4.命からがらでしたね

 逃げる。とにかく逃げる。



 外に出れば多少マシになるのでは、と宇喜多は考えていたが、どうやら、残念なことに、そうではないらしい。辺りの壁や道路を風で抉り取り、それらを兵器として、ソレは彼女を狙い続ける。



 幸いにも、避けられないほど大きな塊ではない。しかし、細心の注意を払いながら逃げ続けなくては、命は無いだろう。



 次から次へと放られる塊達。その弾が切れることはおそらく無い。



 一方で、彼女は満身創痍であるといって差し支えない。今までの疲労も勿論だが、何より足元の怪我が彼女の体力を蝕んでいた。

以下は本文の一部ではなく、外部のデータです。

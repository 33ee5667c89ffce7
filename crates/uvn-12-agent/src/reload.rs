//! Hot configuration reload (§5): when a `BACKBONE` sample targets this
//! cell with a newer `registry_id`, the agent decodes the new
//! configuration, validates it against the one currently running, tears
//! down and brings services back up under it, and rolls back to the
//! previous configuration if the new one fails to come up cleanly.

use shared_types::exec::CommandRunner;
use uvn_02_keymaterial::EciesPackage;
use uvn_10_controlplane::{BackbonePayload, BackboneSample};
use uvn_11_registry::bundle::AgentConfig;
use uvn_telemetry::metrics::AGENT_RELOADS;

use crate::bundle::AgentIdentity;
use crate::errors::AgentError;
use crate::runtime::Agent;

/// Applies one queued `BackboneSample`: decode, validate, swap, and
/// restart services. On failure, restores the previous configuration and
/// identity and restarts services under it before returning the original
/// error.
pub(crate) async fn apply<R: CommandRunner + Clone>(agent: &mut Agent<R>, sample: BackboneSample) -> Result<(), AgentError> {
    let (pending_config, pending_identity) = decode_payload(agent.identity(), &sample.payload)?;
    validate(agent.config(), &pending_config)?;

    let previous_config = agent.config().clone();
    let previous_identity = agent.identity().clone();

    agent.tear_down();
    agent.replace_config(pending_config, pending_identity);

    if let Err(e) = agent.bring_up() {
        tracing::error!(error = %e, "reload failed, rolling back to the previous configuration");
        agent.tear_down();
        agent.replace_config(previous_config, Some(previous_identity));

        return match agent.bring_up() {
            Ok(()) => {
                AGENT_RELOADS.with_label_values(&["rolled_back"]).inc();
                Err(e)
            }
            Err(rollback_err) => {
                AGENT_RELOADS.with_label_values(&["rolled_back"]).inc();
                Err(AgentError::RollbackFailed(rollback_err.to_string()))
            }
        };
    }

    AGENT_RELOADS.with_label_values(&["applied"]).inc();
    tracing::info!(registry_id = %sample.registry_id, "hot reload applied");
    Ok(())
}

/// Decodes a `BackboneSample` payload into the configuration it carries,
/// and — for a full bundle — the fresh identity that comes with it. A
/// legacy `EncryptedConfig` sample carries no new identity: the cell keeps
/// decrypting with the key it already holds.
fn decode_payload(identity: &AgentIdentity, payload: &BackbonePayload) -> Result<(AgentConfig, Option<AgentIdentity>), AgentError> {
    match payload {
        BackbonePayload::EncryptedConfig(encoded) => {
            let package: EciesPackage = serde_json::from_str(encoded).map_err(|e| AgentError::ConfigParse(e.to_string()))?;
            let plaintext = uvn_02_keymaterial::ecies::decrypt(&identity.cell_key_pem, &package)?;
            let config: AgentConfig = serde_yaml::from_slice(&plaintext).map_err(|e| AgentError::ConfigParse(e.to_string()))?;
            Ok((config, None))
        }
        BackbonePayload::SignedEncryptedPackage(bytes) => {
            let (config, identity) = crate::bundle::unpack_bundle(bytes)?;
            Ok((config, Some(identity)))
        }
    }
}

/// Rejects a pending configuration that targets a different UVN or cell
/// than the one currently running, or that would leave the agent with no
/// declared LANs it previously had. A reload is a configuration update,
/// not a re-enrollment — anything that looks like the latter is refused.
fn validate(current: &AgentConfig, pending: &AgentConfig) -> Result<(), AgentError> {
    if pending.uvn_name != current.uvn_name {
        return Err(AgentError::InvalidPendingConfig(format!(
            "pending config targets uvn '{}', agent belongs to '{}'",
            pending.uvn_name, current.uvn_name
        )));
    }
    if pending.cell_id != current.cell_id {
        return Err(AgentError::InvalidPendingConfig(format!(
            "pending config targets cell {}, agent is cell {}",
            pending.cell_id, current.cell_id
        )));
    }
    if pending.allowed_lans.is_empty() && !current.allowed_lans.is_empty() {
        return Err(AgentError::InvalidPendingConfig(
            "pending config drops every allowed_lan".to_string(),
        ));
    }
    Ok(())
}

#[cfg(test)]
mod tests {
    use super::*;
    use shared_types::ids::{CellId, PeerId};
    use shared_types::settings::UvnSettings;
    use shared_types::timing::TimingProfile;
    use uvn_02_keymaterial::KeyMaterial;
    use uvn_03_deployment::PeerSlot;

    fn sample_config(uvn_name: &str, cell_id: CellId, allowed_lans: Vec<ipnetwork::Ipv4Network>) -> AgentConfig {
        AgentConfig {
            uvn_name: uvn_name.to_string(),
            registry_id: "gen-1".to_string(),
            cell_id,
            timing_profile: TimingProfile::Default,
            settings: UvnSettings::default(),
            allowed_lans,
            root_vpn: None,
            particles_vpn: None,
            backbone_vpn: vec![],
            backbone_slot: PeerSlot::default(),
        }
    }

    #[test]
    fn validate_rejects_a_different_uvn() {
        let current = sample_config("home", CellId::new(1), vec![]);
        let pending = sample_config("away", CellId::new(1), vec![]);
        let err = validate(&current, &pending).unwrap_err();
        assert!(matches!(err, AgentError::InvalidPendingConfig(_)));
    }

    #[test]
    fn validate_rejects_a_different_cell_id() {
        let current = sample_config("home", CellId::new(1), vec![]);
        let pending = sample_config("home", CellId::new(2), vec![]);
        let err = validate(&current, &pending).unwrap_err();
        assert!(matches!(err, AgentError::InvalidPendingConfig(_)));
    }

    #[test]
    fn validate_rejects_dropping_every_allowed_lan() {
        let current = sample_config("home", CellId::new(1), vec!["10.0.0.0/24".parse().unwrap()]);
        let pending = sample_config("home", CellId::new(1), vec![]);
        let err = validate(&current, &pending).unwrap_err();
        assert!(matches!(err, AgentError::InvalidPendingConfig(_)));
    }

    #[test]
    fn validate_accepts_a_matching_config_with_new_settings() {
        let current = sample_config("home", CellId::new(1), vec!["10.0.0.0/24".parse().unwrap()]);
        let mut pending = sample_config("home", CellId::new(1), vec!["10.0.0.0/24".parse().unwrap()]);
        pending.registry_id = "gen-2".to_string();
        assert!(validate(&current, &pending).is_ok());
    }

    #[test]
    fn decode_payload_round_trips_an_encrypted_config() {
        let mut keymat = KeyMaterial::init("uvn-home").unwrap();
        let id = CellId::new(1);
        keymat.assert_peer(PeerId::Cell(id), &["CELL_ID"], &["UVN_ID", "BACKBONE"]).unwrap();
        let (cert_pem, key_pem) = keymat.peer(PeerId::Cell(id)).unwrap().exported_identity();

        let config = sample_config("home", id, vec![]);
        let plaintext = serde_yaml::to_vec(&config).unwrap();
        let package = uvn_02_keymaterial::ecies::encrypt(&cert_pem, &plaintext).unwrap();
        let encoded = serde_json::to_string(&package).unwrap();

        let identity = AgentIdentity {
            cell_cert_pem: cert_pem,
            cell_key_pem: key_pem,
            identity_ca_cert_pem: keymat.identity_ca_cert().to_string(),
            permissions_ca_cert_pem: keymat.permissions_ca_cert().to_string(),
            governance_signed: keymat.governance_document().to_vec(),
        };

        let (decoded, carried_identity) = decode_payload(&identity, &BackbonePayload::EncryptedConfig(encoded)).unwrap();
        assert_eq!(decoded.cell_id, id);
        assert!(carried_identity.is_none());
    }
}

 一歩進むたびに響く激痛。それでも足を止めることはできない。顔を顰めながら、彼女は進み続ける。



 ――だから、それは必然だったのだろう。



 突然、宇喜多は凸凹したコンクリートに足元を取られ、盛大に頭から転がってしまう。



 地肌に感じる地面の冷たさが、やけに染みた。



 痛みと恐怖心のみが彼女を支配する。



 後ろを確認する余裕さえない。このまま死んでしまうのだろうか、そう考えた。



 右手の愛銃を強く握る。



 大きな塊が彼女の背後を掠めようとした、その瞬間。



 ――彼女の左手を、何かが乱暴に引っ張った。



 そのまま大通りの横の路地裏まで引きずられる。そして、背後の建物を背に、座り込むような格好で、彼女は静止させられた。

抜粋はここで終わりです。